### What to produce
Repeat, please, only the lines from the top of the data down to the line with "Lifecycle of a submitted transfer"; include both of those lines.

Collected data entries:
------

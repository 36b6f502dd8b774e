//! Contract bindings used by the EVM chain client

use alloy::sol;

sol! {
	#[allow(missing_docs)]
	#[sol(rpc)]
	interface IERC20 {
		function balanceOf(address owner) external view returns (uint256);
		function allowance(address owner, address spender) external view returns (uint256);
		function approve(address spender, uint256 amount) external returns (bool);
	}

	#[allow(missing_docs)]
	#[sol(rpc)]
	interface ISpokePool {
		function depositV3(
			address depositor,
			address recipient,
			address inputToken,
			address outputToken,
			uint256 inputAmount,
			uint256 outputAmount,
			uint256 destinationChainId,
			address exclusiveRelayer,
			uint32 quoteTimestamp,
			uint32 fillDeadline,
			uint32 exclusivityDeadline,
			bytes calldata message
		) external payable;
	}
}
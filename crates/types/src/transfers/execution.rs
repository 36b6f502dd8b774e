//! Execution plan and result models

use super::{Quote, TransferIntent};
use crate::chains::TokenDescriptor;
use crate::providers::DepositCall;
use alloy::primitives::{Address, TxHash};
use chrono::{DateTime, Utc};
use serde::{Deserialize, Serialize};

/// Everything needed to submit a transfer, derived from a fresh positive quote
#[derive(Debug, Clone, PartialEq, Eq, Serialize, Deserialize)]
#[serde(rename_all = "camelCase")]
pub struct TransferPlan {
	pub intent: TransferIntent,
	pub origin_token: TokenDescriptor,
	/// Contract the signer must approve before depositing, when approval is required
	pub approval_token: Option<Address>,
	pub deposit: DepositCall,
	pub quote: Quote,
}

impl TransferPlan {
	pub fn requires_approval(&self) -> bool {
		self.approval_token.is_some()
	}
}

/// Lifecycle of a submitted transfer
#[derive(Debug, Clone, Copy, PartialEq, Eq, Hash, Serialize, Deserialize)]
#[serde(rename_all = "lowercase")]
pub enum ExecutionStatus {
	Submitted,
	Filled,
	Failed,
}

impl ExecutionStatus {
	pub fn is_terminal(&self) -> bool {
		matches!(self, ExecutionStatus::Filled | ExecutionStatus::Failed)
	}
}

/// Record of a submitted transfer
///
/// Only fill tracking changes a result after submission. Once the status is
/// `Filled` or `Failed` it no longer changes.
#[derive(Debug, Clone, PartialEq, Eq, Serialize, Deserialize)]
#[serde(rename_all = "camelCase")]
pub struct ExecutionResult {
	pub deposit_tx_hash: TxHash,
	pub approval_tx_hash: Option<TxHash>,
	pub origin_chain_id: u64,
	pub destination_chain_id: u64,
	pub status: ExecutionStatus,
	pub filled_tx_hash: Option<TxHash>,
	/// Origin block the deposit was mined in, once its receipt has been seen
	pub deposit_block: Option<u64>,
	pub quote: Quote,
	pub submitted_at: DateTime<Utc>,
	pub updated_at: DateTime<Utc>,
}

impl ExecutionResult {
	pub fn submitted(
		deposit_tx_hash: TxHash,
		approval_tx_hash: Option<TxHash>,
		quote: Quote,
	) -> Self {
		let now = Utc::now();
		Self {
			deposit_tx_hash,
			approval_tx_hash,
			origin_chain_id: quote.origin_chain_id,
			destination_chain_id: quote.destination_chain_id,
			status: ExecutionStatus::Submitted,
			filled_tx_hash: None,
			deposit_block: None,
			quote,
			submitted_at: now,
			updated_at: now,
		}
	}

	pub fn is_terminal(&self) -> bool {
		self.status.is_terminal()
	}

	/// Record the destination fill. Returns false if the result was already terminal.
	pub fn mark_filled(&mut self, fill_tx_hash: Option<TxHash>) -> bool {
		if self.is_terminal() {
			return false;
		}
		self.status = ExecutionStatus::Filled;
		self.filled_tx_hash = fill_tx_hash;
		self.updated_at = Utc::now();
		true
	}

	/// Record a terminal failure. Returns false if the result was already terminal.
	pub fn mark_failed(&mut self) -> bool {
		if self.is_terminal() {
			return false;
		}
		self.status = ExecutionStatus::Failed;
		self.updated_at = Utc::now();
		true
	}
}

------

### Reply to the task
repository 36b6f502dd8b774e
//! Contract bindings used by the EVM chain client

use alloy::sol;

sol! {
	#[allow(missing_docs)]
	#[sol(rpc)]
	interface IERC20 {
		function balanceOf(address owner) external view returns (uint256);
		function allowance(address owner, address spender) external view returns (uint256);
		function approve(address spender, uint256 amount) external returns (bool);
	}

	#[allow(missing_docs)]
	#[sol(rpc)]
	interface ISpokePool {
		function depositV3(
			address depositor,
			address recipient,
			address inputToken,
			address outputToken,
			uint256 inputAmount,
			uint256 outputAmount,
			uint256 destinationChainId,
			address exclusiveRelayer,
			uint32 quoteTimestamp,
			uint32 fillDeadline,
			uint32 exclusivityDeadline,
			bytes calldata message
		) external payable;
	}
}
filename crates/types/src/transfers/execution.rs
repository 36b6f502dd8b774e
//! Execution plan and result models

use super::{Quote, TransferIntent};
use crate::chains::TokenDescriptor;
use crate::providers::DepositCall;
use alloy::primitives::{Address, TxHash};
use chrono::{DateTime, Utc};
use serde::{Deserialize, Serialize};

/// Everything needed to submit a transfer, derived from a fresh positive quote
#[derive(Debug, Clone, PartialEq, Eq, Serialize, Deserialize)]
#[serde(rename_all = "camelCase")]
pub struct TransferPlan {
	pub intent: TransferIntent,
	pub origin_token: TokenDescriptor,
	/// Contract the signer must approve before depositing, when approval is required
	pub approval_token: Option<Address>,
	pub deposit: DepositCall,
	pub quote: Quote,
}

impl TransferPlan {
	pub fn requires_approval(&self) -> bool {
		self.approval_token.is_some()
	}
}

/// Lifecycle of a submitted transfer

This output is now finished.